The debate over whether or not Richard Barron’s termination as Fulton County’s registration and elections director should be rejected rages on.

“I have heard from a wide range of my constituents that said we should not be engaged in personnel decisions regarding the elections supervisor. … So I am expressing that here,” said District 2 Fulton Commissioner Bob Ellis, who sponsored a resolution stating the board of commissioners supports the appointment, hiring and firing powers of the county’s board of registration and elections, in essence upholding Barron’s dismissal.

District 5 Commissioner Marvin Arrington Jr. sponsored a counter resolution stating the board of commissioners’ rejects the elections board’s decision. But at the board of commissioners’ March 17 recess meeting, which took place virtually due to the COVID-19 pandemic, neither was voted on after Chair Robb Pitts motioned to hold those resolutions until County Attorney Kaye Burwell weighed in on the issue’s legality, and it was approved 4-0.
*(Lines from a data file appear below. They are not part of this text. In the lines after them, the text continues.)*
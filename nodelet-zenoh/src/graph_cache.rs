//! Graph cache for entity discovery.
//!
//! Tracks nodes, service servers, and service clients discovered through
//! Zenoh liveliness tokens. The client polls this cache while waiting for
//! a manager's services to come up.
//!
//! # Reference
//!
//! See [rmw_zenoh design - Graph Cache](https://github.com/ros2/rmw_zenoh/blob/rolling/docs/design.md#graph-cache)

use crate::keyexpr::{EntityKind, LIVELINESS_PREFIX, unmangle_name};
use std::collections::HashMap;
use zenoh::sample::SampleKind;

/// Information about a discovered entity.
#[derive(Debug, Clone)]
pub struct EntityInfo {
    /// Domain ID
    pub domain_id: u32,
    /// Session ID (hex)
    pub session_id: String,
    /// Node ID
    pub node_id: u32,
    /// Entity ID
    pub entity_id: u32,
    /// Entity kind
    pub kind: EntityKind,
    /// SROS enclave
    pub enclave: String,
    /// Node namespace
    pub namespace: String,
    /// Node name
    pub node_name: String,
    /// Service name (None for nodes)
    pub service_name: Option<String>,
    /// Type name (None for nodes)
    pub type_name: Option<String>,
    /// Type hash (None for nodes)
    pub type_hash: Option<String>,
}

/// Graph cache storing discovered entities.
#[derive(Debug, Clone, Default)]
pub struct GraphCache {
    /// All discovered entities, keyed by liveliness token.
    entities: HashMap<String, EntityInfo>,
}

impl GraphCache {
    /// Create a new empty graph cache.
    pub fn new() -> Self {
        Self::default()
    }

    /// Handle a liveliness token event.
    pub fn handle_liveliness_token(&mut self, key_expr: &str, kind: SampleKind) {
        match kind {
            SampleKind::Put => {
                if let Some(info) = Self::parse_liveliness_token(key_expr) {
                    self.entities.insert(key_expr.to_string(), info);
                }
            }
            SampleKind::Delete => {
                self.entities.remove(key_expr);
            }
        }
    }

    /// Parse a liveliness token key expression.
    ///
    /// Format for nodes:
    /// `@ros2_lv/<domain_id>/<session_id>/<node_id>/<node_id>/NN/<enclave>/<namespace>/<node_name>`
    ///
    /// Format for service endpoints:
    /// `@ros2_lv/<domain_id>/<session_id>/<node_id>/<entity_id>/<SS|SC>/<enclave>/<namespace>/<node_name>/<service>/<type>/<hash>/<qos>`
    ///
    /// Tokens for entity kinds this client does not track (publishers,
    /// subscribers) are ignored.
    fn parse_liveliness_token(key_expr: &str) -> Option<EntityInfo> {
        let parts: Vec<&str> = key_expr.split('/').collect();

        // Minimum parts for a node token
        if parts.len() < 9 {
            return None;
        }

        if parts[0] != LIVELINESS_PREFIX {
            return None;
        }

        let domain_id: u32 = parts[1].parse().ok()?;
        let session_id = parts[2].to_string();
        let node_id: u32 = parts[3].parse().ok()?;
        let entity_id: u32 = parts[4].parse().ok()?;
        let kind = match parts[5] {
            "NN" => EntityKind::Node,
            "SS" => EntityKind::ServiceServer,
            "SC" => EntityKind::ServiceClient,
            _ => return None,
        };
        let enclave = unmangle_name(parts[6]);
        let namespace = unmangle_name(parts[7]);
        let node_name = parts[8].to_string();

        let (service_name, type_name, type_hash) = if parts.len() >= 12 && kind != EntityKind::Node
        {
            (
                Some(unmangle_name(parts[9])),
                Some(parts[10].to_string()),
                Some(parts[11].to_string()),
            )
        } else {
            (None, None, None)
        };

        Some(EntityInfo {
            domain_id,
            session_id,
            node_id,
            entity_id,
            kind,
            enclave,
            namespace,
            node_name,
            service_name,
            type_name,
            type_hash,
        })
    }

    /// Get all fully qualified node names.
    pub fn get_node_names(&self) -> Vec<String> {
        self.entities
            .values()
            .filter(|e| e.kind == EntityKind::Node)
            .map(|e| {
                if e.namespace.is_empty() {
                    format!("/{}", e.node_name)
                } else {
                    format!("{}/{}", e.namespace, e.node_name)
                }
            })
            .collect()
    }

    /// Check if a node with the given fully qualified name is alive.
    pub fn has_node(&self, fq_node_name: &str) -> bool {
        self.get_node_names().iter().any(|n| n == fq_node_name)
    }

    /// Check if a service is available.
    pub fn is_service_available(&self, service_name: &str) -> bool {
        self.entities.values().any(|e| {
            e.kind == EntityKind::ServiceServer && e.service_name.as_deref() == Some(service_name)
        })
    }

    /// Get server info for a service.
    pub fn get_servers_info(&self, service_name: &str) -> Vec<&EntityInfo> {
        self.entities
            .values()
            .filter(|e| {
                e.kind == EntityKind::ServiceServer
                    && e.service_name.as_deref() == Some(service_name)
            })
            .collect()
    }
}

#[cfg(test)]
mod tests {
    use super::*;

    #[test]
    fn test_parse_node_token() {
        let mut cache = GraphCache::new();
        cache.handle_liveliness_token("@ros2_lv/0/abc123/0/0/NN/%/%/my_manager", SampleKind::Put);

        let names = cache.get_node_names();
        assert_eq!(names, vec!["/my_manager".to_string()]);
        assert!(cache.has_node("/my_manager"));
        assert!(!cache.has_node("/other"));
    }

    #[test]
    fn test_parse_node_token_with_namespace() {
        let mut cache = GraphCache::new();
        cache.handle_liveliness_token(
            "@ros2_lv/0/abc123/0/0/NN/%/%camera/manager",
            SampleKind::Put,
        );

        assert!(cache.has_node("/camera/manager"));
    }

    #[test]
    fn test_parse_service_server_token() {
        let mut cache = GraphCache::new();
        let token = "@ros2_lv/0/abc123/0/10/SS/%/%/manager/%manager%load_nodelet/nodelet_interfaces::srv::dds_::NodeletLoad_/RIHS01_abc/::,10:,:,:,,";
        cache.handle_liveliness_token(token, SampleKind::Put);

        assert!(cache.is_service_available("/manager/load_nodelet"));
        assert!(!cache.is_service_available("/manager/unload_nodelet"));

        let servers = cache.get_servers_info("/manager/load_nodelet");
        assert_eq!(servers.len(), 1);
        assert_eq!(servers[0].node_name, "manager");
        assert_eq!(
            servers[0].type_name.as_deref(),
            Some("nodelet_interfaces::srv::dds_::NodeletLoad_")
        );
    }

    #[test]
    fn test_service_client_token_is_not_a_server() {
        let mut cache = GraphCache::new();
        let token = "@ros2_lv/0/abc123/0/10/SC/%/%/nodeletctl_1/%manager%load_nodelet/nodelet_interfaces::srv::dds_::NodeletLoad_/RIHS01_abc/::,10:,:,:,,";
        cache.handle_liveliness_token(token, SampleKind::Put);

        assert!(!cache.is_service_available("/manager/load_nodelet"));
    }

    #[test]
    fn test_delete_removes_entity() {
        let mut cache = GraphCache::new();
        let token = "@ros2_lv/0/abc123/0/10/SS/%/%/manager/%manager%load_nodelet/nodelet_interfaces::srv::dds_::NodeletLoad_/RIHS01_abc/::,10:,:,:,,";
        cache.handle_liveliness_token(token, SampleKind::Put);
        assert!(cache.is_service_available("/manager/load_nodelet"));

        cache.handle_liveliness_token(token, SampleKind::Delete);
        assert!(!cache.is_service_available("/manager/load_nodelet"));
    }

    #[test]
    fn test_publisher_tokens_are_ignored() {
        let mut cache = GraphCache::new();
        let token = "@ros2_lv/0/abc123/0/10/MP/%/%/talker/%chatter/std_msgs::msg::dds_::String_/RIHS01_abc/::,10:,:,:,,";
        cache.handle_liveliness_token(token, SampleKind::Put);

        assert!(cache.get_node_names().is_empty());
    }

    #[test]
    fn test_malformed_tokens_are_ignored() {
        let mut cache = GraphCache::new();
        cache.handle_liveliness_token("@ros2_lv/0/abc", SampleKind::Put);
        cache.handle_liveliness_token("not_a_token/0/abc/0/0/NN/%/%/x", SampleKind::Put);
        cache.handle_liveliness_token("@ros2_lv/bad/abc/0/0/NN/%/%/x", SampleKind::Put);

        assert!(cache.get_node_names().is_empty());
    }
}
Democrats Pitts, Arrington, Natalie Hall and Khadijah Abdur-Rahman (Districts 4 and 7) voted yes and Republicans Ellis, Liz Hausmann and Lee Morris (Districts 1 and 3) abstained.

Barron was fired by the elections board at its Feb. 16 meeting. At the board of commissioners’ recess meeting the following day, that group’s votes to accept and reject the elections board’s decision each failed 3-3, since the group didn’t get the required four votes to be approved. Hall was absent for the first vote and then abstained for the second, saying she needed more information first.

But at its March 3 meeting, the board of commissioners voted 4-3 to reject the elections board’s choice. The vote again fell along party lines, with Democrats casting yes ballots and Republicans dissenting.

At issue is the legality of the board of commissioners’ decision to reject Barron’s firing, with Burwell saying it does, but her predecessor, Patrise Perkins-Hooker, who retired in January, saying it doesn’t. In speaking about his resolution, Ellis said it wouldn’t change the board of commissioners’ vote to reject Barron’s firing but will put into record the group’s stance on that decision.

“It would just set in course a resolution to have us codify, by action by us or by the (state) Legislature, that these particular powers of the (elections board) would rest within and we would have no involvement with that,” he said. “… I recognized there may be differences of opinions on it. I am looking at this overwhelmingly.

“If we are going to exercise powers that usurp the (elections board) that we ultimately are engaging in action which basically ices that board, neuters them, renders them useless and really calls into question our elections.”

In motioning to hold the two resolutions, Pitts said he believes it’s important to wait to vote until Burwell’s office presents to the board of commissioners a report on the legality of the issue and to clean up language regarding how the group stands on issues once it approves resolutions or ordinances in general.

“I think we need to be consistent on this,” he said. “Sometimes it says the board ‘ratifies (or) supports.’ I think we should get this report, all recognizing we should have consistent language.”

Residents voicing their opinion on the issue are also split. During the March 3 meeting’s public comment portion, 12 of the 37 individuals speaking said they were in favor of Barron’s firing being upheld, and 11 said they were against it. At the March 17 meeting, 24 residents spoke in favor of his termination and four opposed it.

“I support the board of elections and registration’s actions,” Thomas Bose of Alpharetta said. “No other county in the state allows this. Fulton should not either. It only makes Fulton County look corrupt. I urge you to strongly support the board of elections.”

Barron remains as the director, and the issue could eventually go before a judge or the state to be settled.